*** Opening PROVIDED RECORDS ***

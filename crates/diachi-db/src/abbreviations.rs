//! Abbreviation dictionary repository.
//!
//! Abbreviations map a short key to a normalized word, optionally scoped
//! to a `(province_context, district_context)` pair. Lookup precedence for
//! a key is district-scoped, then province-scoped, then global; the first
//! hit wins. Keys that collide with whole tokens of any administrative
//! name are forbidden — that invariant is enforced by the data pipeline,
//! not here.

use std::collections::HashMap;

use sqlx::SqlitePool;
use tracing::debug;

use diachi_core::{Abbreviation, Result};

/// SQLite repository for the `abbreviations` table.
#[derive(Clone)]
pub struct SqliteAbbreviationRepository {
    pool: SqlitePool,
}

impl SqliteAbbreviationRepository {
    /// Create a new repository with the given connection pool.
    pub fn new(pool: SqlitePool) -> Self {
        Self { pool }
    }

    /// Load every abbreviation row. Startup only.
    pub async fn load_all(&self) -> Result<Vec<Abbreviation>> {
        let rows = sqlx::query_as::<_, Abbreviation>(
            "SELECT key, word, province_context, district_context FROM abbreviations",
        )
        .fetch_all(&self.pool)
        .await?;

        debug!(
            subsystem = "db",
            component = "abbreviations",
            op = "load_all",
            result_count = rows.len(),
            "Loaded abbreviations"
        );
        Ok(rows)
    }

    /// Resolve one key in scope. Precedence: (province, district) exact,
    /// then (province, —), then (—, —).
    pub async fn lookup(
        &self,
        key: &str,
        province: Option<&str>,
        district: Option<&str>,
    ) -> Result<Option<String>> {
        let row: Option<(String,)> = sqlx::query_as(
            "SELECT word FROM abbreviations
             WHERE key = ?
               AND (province_context IS NULL OR province_context = ?)
               AND (district_context IS NULL OR district_context = ?)
             ORDER BY
               CASE
                 WHEN district_context IS NOT NULL THEN 0
                 WHEN province_context IS NOT NULL THEN 1
                 ELSE 2
               END
             LIMIT 1",
        )
        .bind(key)
        .bind(province)
        .bind(district)
        .fetch_optional(&self.pool)
        .await?;

        Ok(row.map(|(word,)| word))
    }

    /// All keys visible in scope, honoring the same precedence: a
    /// district-scoped entry shadows a province-scoped one, which shadows
    /// a global one. Deterministic and cacheable on (province, district).
    pub async fn load_in_scope(
        &self,
        province: Option<&str>,
        district: Option<&str>,
    ) -> Result<HashMap<String, String>> {
        let rows: Vec<(String, String, Option<String>, Option<String>)> = sqlx::query_as(
            "SELECT key, word, province_context, district_context FROM abbreviations
             WHERE (province_context IS NULL OR province_context = ?)
               AND (district_context IS NULL OR district_context = ?)",
        )
        .bind(province)
        .bind(district)
        .fetch_all(&self.pool)
        .await?;

        let mut merged: HashMap<String, (u8, String)> = HashMap::new();
        for (key, word, province_context, district_context) in rows {
            let specificity = if district_context.is_some() {
                2
            } else if province_context.is_some() {
                1
            } else {
                0
            };
            match merged.get(&key) {
                Some((existing, _)) if *existing >= specificity => {}
                _ => {
                    merged.insert(key, (specificity, word));
                }
            }
        }

        Ok(merged
            .into_iter()
            .map(|(key, (_, word))| (key, word))
            .collect())
    }
}
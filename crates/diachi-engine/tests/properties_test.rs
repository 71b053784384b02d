//! Invariant and law tests from the engine's behavioral contract.

use std::collections::HashMap;
use std::sync::Arc;

use diachi_core::{AdminLevel, EngineConfig, MatchType, ParseRequest, Potential, QualityFlag};
use diachi_db::test_fixtures::TestDatabase;
use diachi_engine::{
    extract_potentials, normalize_hint, normalize_with_alignment, AddressPipeline, ReferenceStore,
};

async fn fixture_store() -> Arc<ReferenceStore> {
    let test_db = TestDatabase::seeded().await;
    let config = EngineConfig::default();
    Arc::new(
        ReferenceStore::load(&test_db.db, config.abbreviation_cache_size)
            .await
            .expect("fixture store"),
    )
}

const SAMPLE_INPUTS: [&str; 6] = [
    "P. Điện Biên, Q. Ba Đình, HN",
    "660/8 PHAM THE HIEN P4 Q8",
    "22 NGO 629 GIAI PHONG HA NOI",
    "14 LO 3A TRUNG YEN 6 KDT TRUNG YEN PHUONG TRUNG HOA CAU GIAY",
    "co nhue1",
    "8 Nguyen Hue Ben Nghe Quan 1 TP HCM",
];

#[test]
fn normalization_is_idempotent_on_every_sample() {
    let empty = HashMap::new();
    for raw in SAMPLE_INPUTS {
        let once = normalize_with_alignment(raw, &empty, None).text();
        let twice = normalize_with_alignment(&once, &empty, None).text();
        assert_eq!(once, twice, "not idempotent for {raw:?}");
    }
}

#[tokio::test]
async fn chosen_ward_always_forms_a_valid_triple() {
    let store = fixture_store().await;
    let pipeline = AddressPipeline::new(Arc::clone(&store), EngineConfig::default());

    for raw in SAMPLE_INPUTS {
        let mut request = ParseRequest::new(raw);
        if raw.contains("PHAM THE HIEN") {
            request = request.with_province_hint("Ho Chi Minh");
        }
        let result = pipeline.parse(&request).await;
        if result.ward.is_none() {
            continue;
        }
        let province = result.province.as_deref().map(normalize_hint);
        let district = result.district.as_deref().map(normalize_hint);
        let ward = result.ward.as_deref().map(normalize_hint);
        assert!(
            store.validate_triple(province.as_deref(), district.as_deref(), ward.as_deref()),
            "result triple for {raw:?} not in hierarchy: {province:?}/{district:?}/{ward:?}"
        );
    }
}

fn assert_non_increasing(list: &[Potential], level: AdminLevel) {
    for pair in list.windows(2) {
        assert!(
            pair[0].adjusted_score >= pair[1].adjusted_score,
            "{level} potentials not sorted: {} < {}",
            pair[0].adjusted_score,
            pair[1].adjusted_score
        );
    }
}

#[tokio::test]
async fn phase2_lists_are_ranked_non_increasing() {
    let store = fixture_store().await;
    let config = EngineConfig::default();

    for raw in SAMPLE_INPUTS {
        let abbrevs = store.abbreviations_in_scope(None, None);
        let normalized = normalize_with_alignment(raw, &abbrevs, None);
        let potentials = extract_potentials(&store, &config, &normalized, None, None);
        assert_non_increasing(&potentials.provinces, AdminLevel::Province);
        assert_non_increasing(&potentials.districts, AdminLevel::District);
        assert_non_increasing(&potentials.wards, AdminLevel::Ward);
        assert_non_increasing(&potentials.streets, AdminLevel::Street);
    }
}

#[tokio::test]
async fn phase_timings_sum_within_total() {
    let pipeline = AddressPipeline::new(fixture_store().await, EngineConfig::default());

    for raw in SAMPLE_INPUTS {
        let result = pipeline.parse(&ParseRequest::new(raw)).await;
        let t = &result.timings;
        let phase_sum =
            t.preprocess_ms + t.extract_ms + t.assemble_ms + t.rank_ms + t.postprocess_ms;
        assert!(
            phase_sum <= t.total_ms + 10.0,
            "phase sum {phase_sum} exceeds total {} for {raw:?}",
            t.total_ms
        );
    }
}

#[tokio::test]
async fn exact_match_implies_ngram_in_input() {
    let store = fixture_store().await;
    let pipeline = AddressPipeline::new(Arc::clone(&store), EngineConfig::default());

    // No hints here: every exact level must literally appear in the
    // normalized input.
    let raw = "dien bien ba dinh ha noi";
    let result = pipeline.parse(&ParseRequest::new(raw)).await;
    assert_eq!(result.match_type, MatchType::Exact);

    let abbrevs = store.abbreviations_in_scope(None, None);
    let normalized = normalize_with_alignment(raw, &abbrevs, None).text();
    for display in [&result.province, &result.district, &result.ward] {
        let name = normalize_hint(display.as_deref().unwrap());
        assert!(
            normalized.contains(&name),
            "{name:?} not present in normalized input {normalized:?}"
        );
    }
}

#[tokio::test]
async fn residual_never_longer_than_input() {
    let pipeline = AddressPipeline::new(fixture_store().await, EngineConfig::default());

    for raw in SAMPLE_INPUTS {
        let result = pipeline.parse(&ParseRequest::new(raw)).await;
        assert!(
            result.remaining_text.len() <= raw.len(),
            "residual longer than input for {raw:?}"
        );
    }
}

#[tokio::test]
async fn round_trip_of_canonical_names_is_exact_with_empty_residual() {
    let pipeline = AddressPipeline::new(fixture_store().await, EngineConfig::default());

    let canonical = "Hà Nội, Ba Đình, Điện Biên";
    let result = pipeline.parse(&ParseRequest::new(canonical)).await;

    assert_eq!(result.match_type, MatchType::Exact);
    assert_eq!(result.province.as_deref(), Some("Hà Nội"));
    assert_eq!(result.district.as_deref(), Some("Ba Đình"));
    assert_eq!(result.ward.as_deref(), Some("Điện Biên"));
    assert_eq!(result.remaining_text, "");
    assert_eq!(result.quality_flag, QualityFlag::FullAddress);
}

#[tokio::test]
async fn feeding_a_result_back_reproduces_it() {
    let pipeline = AddressPipeline::new(fixture_store().await, EngineConfig::default());

    let first = pipeline
        .parse(&ParseRequest::new("P. Điện Biên, Q. Ba Đình, HN"))
        .await;
    let rebuilt = format!(
        "{}, {}, {}",
        first.province.as_deref().unwrap(),
        first.district.as_deref().unwrap(),
        first.ward.as_deref().unwrap()
    );

    let second = pipeline.parse(&ParseRequest::new(&rebuilt)).await;
    assert_eq!(second.province, first.province);
    assert_eq!(second.district, first.district);
    assert_eq!(second.ward, first.ward);
    assert_eq!(second.match_type, MatchType::Exact);
    assert_eq!(second.quality_flag, QualityFlag::FullAddress);
}
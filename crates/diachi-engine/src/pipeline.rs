//! Pipeline orchestration.
//!
//! Chains the five phases: preprocessing → potential extraction →
//! candidate assembly → validation & ranking → postprocessing. One
//! address in, one result out; the only suspension point is the optional
//! external geocoder inside Phase 3.
//!
//! `parse` never fails: invalid input, empty candidate sets, and
//! collaborator failures all surface as a well-formed [`ParseResult`].

use std::sync::Arc;
use std::time::Instant;

use chrono::Utc;
use tracing::{debug, info, warn};
use uuid::Uuid;

use diachi_core::{
    EngineConfig, Geocoder, MatchType, ParseRequest, ParseResult, PhaseTimings, QualityFlag,
};

use crate::assemble::assemble_candidates;
use crate::extract::extract_potentials;
use crate::normalize::{normalize_hint, NormalizeCache};
use crate::rank::{apply_low_confidence_floor, rank_candidates};
use crate::residual::{candidate_spans, extract_residual, quality_flag};
use crate::store::ReferenceStore;

fn ms(start: Instant) -> f64 {
    start.elapsed().as_secs_f64() * 1000.0
}

/// The address matching pipeline.
///
/// Holds the immutable reference store, the configuration captured at
/// construction, the optional geocoder collaborator, and the Phase 1
/// cache. Cheap to share behind an `Arc`; `parse` takes `&self` and is
/// safe to call from many threads at once.
pub struct AddressPipeline {
    store: Arc<ReferenceStore>,
    config: EngineConfig,
    geocoder: Option<Arc<dyn Geocoder>>,
    normalize_cache: NormalizeCache,
}

impl AddressPipeline {
    /// Create a pipeline over a loaded reference store.
    pub fn new(store: Arc<ReferenceStore>, config: EngineConfig) -> Self {
        let cache_size = config.normalize_cache_size;
        Self {
            store,
            config,
            geocoder: None,
            normalize_cache: NormalizeCache::new(cache_size),
        }
    }

    /// Attach an external geocoder consulted when local confidence is low.
    pub fn with_geocoder(mut self, geocoder: Arc<dyn Geocoder>) -> Self {
        self.geocoder = Some(geocoder);
        self
    }

    pub fn store(&self) -> &ReferenceStore {
        &self.store
    }

    pub fn config(&self) -> &EngineConfig {
        &self.config
    }

    /// Normalize and vet a caller-supplied hint. Hints only scope the
    /// search: an unknown hint is dropped (with a warning) rather than
    /// corrected or allowed to empty out the scope.
    fn vet_province_hint(&self, hint: Option<&str>) -> Option<String> {
        let normalized = normalize_hint(hint?);
        if normalized.is_empty() {
            return None;
        }
        if self.store.validate_triple(Some(&normalized), None, None) {
            return Some(normalized);
        }
        // Legacy province names rewrite through the migration map.
        if let Some(current) = self.store.migrate_province_name(&normalized) {
            return Some(current.to_string());
        }
        warn!(
            subsystem = "engine",
            component = "pipeline",
            province_hint = %normalized,
            "Unknown province hint ignored"
        );
        None
    }

    fn vet_district_hint(&self, hint: Option<&str>, province: Option<&str>) -> Option<String> {
        let normalized = normalize_hint(hint?);
        if normalized.is_empty() {
            return None;
        }
        if self
            .store
            .validate_triple(province, Some(&normalized), None)
        {
            Some(normalized)
        } else {
            warn!(
                subsystem = "engine",
                component = "pipeline",
                district_hint = %normalized,
                "Unknown district hint ignored"
            );
            None
        }
    }

    /// Parse one address through all five phases.
    pub async fn parse(&self, request: &ParseRequest) -> ParseResult {
        let request_id = Uuid::new_v4();
        let total_start = Instant::now();
        let mut timings = PhaseTimings::default();

        if request.raw.trim().is_empty() {
            debug!(
                subsystem = "engine",
                component = "pipeline",
                request_id = %request_id,
                "Empty input"
            );
            timings.total_ms = ms(total_start);
            return ParseResult::failed(request_id, String::new(), timings);
        }

        // Phase 1: preprocessing.
        let phase_start = Instant::now();
        let province_hint = self.vet_province_hint(request.province_hint.as_deref());
        let district_hint =
            self.vet_district_hint(request.district_hint.as_deref(), province_hint.as_deref());
        let abbreviations = self
            .store
            .abbreviations_in_scope(province_hint.as_deref(), district_hint.as_deref());
        let normalized = self.normalize_cache.get_or_compute(
            &request.raw,
            province_hint.as_deref(),
            district_hint.as_deref(),
            &abbreviations,
        );
        timings.preprocess_ms = ms(phase_start);

        if normalized.is_empty() {
            timings.total_ms = ms(total_start);
            return ParseResult::failed(request_id, String::new(), timings);
        }

        // Phase 2: potential extraction.
        let phase_start = Instant::now();
        let potentials = extract_potentials(
            &self.store,
            &self.config,
            &normalized,
            province_hint.as_deref(),
            district_hint.as_deref(),
        );
        timings.extract_ms = ms(phase_start);

        // Phase 3: candidate assembly (the only suspension point).
        let phase_start = Instant::now();
        let outcome = assemble_candidates(
            &self.store,
            &self.config,
            &potentials,
            province_hint.as_deref(),
            district_hint.as_deref(),
            &request.raw,
            self.geocoder.as_deref(),
        )
        .await;
        timings.assemble_ms = ms(phase_start);

        // Phase 4: validation & ranking.
        let phase_start = Instant::now();
        let mut candidates = outcome.candidates;
        rank_candidates(&mut candidates);
        timings.rank_ms = ms(phase_start);

        let Some(mut best) = candidates.into_iter().next() else {
            timings.total_ms = ms(total_start);
            let residual = extract_residual(&normalized, &[]);
            debug!(
                subsystem = "engine",
                component = "pipeline",
                request_id = %request_id,
                "No candidates"
            );
            return ParseResult::failed(request_id, residual, timings);
        };

        // Phase 5: postprocessing.
        let phase_start = Instant::now();
        apply_low_confidence_floor(&mut best);
        let spans = candidate_spans(&best);
        let remaining_text = extract_residual(&normalized, &spans);
        let flag = if best.match_type == MatchType::None {
            QualityFlag::Failed
        } else {
            quality_flag(&best)
        };
        timings.postprocess_ms = ms(phase_start);
        timings.total_ms = ms(total_start);

        info!(
            subsystem = "engine",
            component = "pipeline",
            op = "parse",
            request_id = %request_id,
            confidence = best.final_confidence,
            match_type = %best.match_type,
            quality_flag = %flag,
            duration_ms = timings.total_ms,
            "Parse complete"
        );

        ParseResult {
            request_id,
            province: best.province_display.clone().or_else(|| best.province.clone()),
            district: best.district_display.clone().or_else(|| best.district.clone()),
            ward: best.ward_display.clone().or_else(|| best.ward.clone()),
            confidence: best.final_confidence,
            match_type: best.match_type,
            quality_flag: flag,
            remaining_text,
            timings,
            processed_at_utc: Utc::now(),
        }
    }
}
use std::borrow::Cow;
use std::sync::Arc;

use tracing::{debug, info};

use crate::node::Node;

/// A consumer of cluster membership changes.
///
/// This is what the external membership watcher drives, whenever it detects
/// nodes joining or leaving the cluster it delivers them as a batch.
pub trait NodeChangeListener: Send + Sync + 'static {
    /// A batch of nodes has joined the cluster.
    fn add_nodes(&self, nodes: &[Node]);

    /// A batch of nodes has left the cluster.
    fn remove_nodes(&self, nodes: &[Node]);
}

impl<L> NodeChangeListener for Arc<L>
where
    L: NodeChangeListener + ?Sized,
{
    fn add_nodes(&self, nodes: &[Node]) {
        self.as_ref().add_nodes(nodes)
    }

    fn remove_nodes(&self, nodes: &[Node]) {
        self.as_ref().remove_nodes(nodes)
    }
}

#[derive(Debug, Clone, PartialEq, Eq)]
/// A single membership change batch delivered over a channel.
pub enum NodeChange {
    Added(Vec<Node>),
    Removed(Vec<Node>),
}

impl NodeChange {
    /// Applies the change to the given listener.
    pub fn apply(&self, listener: &dyn NodeChangeListener) {
        match self {
            NodeChange::Added(nodes) => listener.add_nodes(nodes),
            NodeChange::Removed(nodes) => listener.remove_nodes(nodes),
        }
    }
}

/// Watches for membership changes and feeds them into the listener.
///
/// Batches are applied in the order they are received, the task exits
/// once every sender has been dropped.
pub async fn watch_node_changes<L>(
    watcher_id: Cow<'static, str>,
    listener: L,
    changes: flume::Receiver<NodeChange>,
) where
    L: NodeChangeListener,
{
    while let Ok(change) = changes.recv_async().await {
        match &change {
            NodeChange::Added(nodes) => info!(
                watcher_id = %watcher_id,
                num_nodes = nodes.len(),
                "Nodes have joined the cluster."
            ),
            NodeChange::Removed(nodes) => info!(
                watcher_id = %watcher_id,
                num_nodes = nodes.len(),
                "Nodes have left the cluster."
            ),
        }

        change.apply(&listener);
    }

    debug!(watcher_id = %watcher_id, "Membership change source closed, stopping watcher.");
}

*** Closing PROVIDED RECORDS ***

• **WHAT THIS TASK INVOLVES**
Using the listing above, list every line in which the string "NodeChangeListener" occurs.

• **ANSWER BOX**
pub trait NodeChangeListener: Send + Sync + 'static {
impl<L> NodeChangeListener for Arc<L>
    L: NodeChangeListener + ?Sized,
    pub fn apply(&self, listener: &dyn NodeChangeListener) {
    L: NodeChangeListener,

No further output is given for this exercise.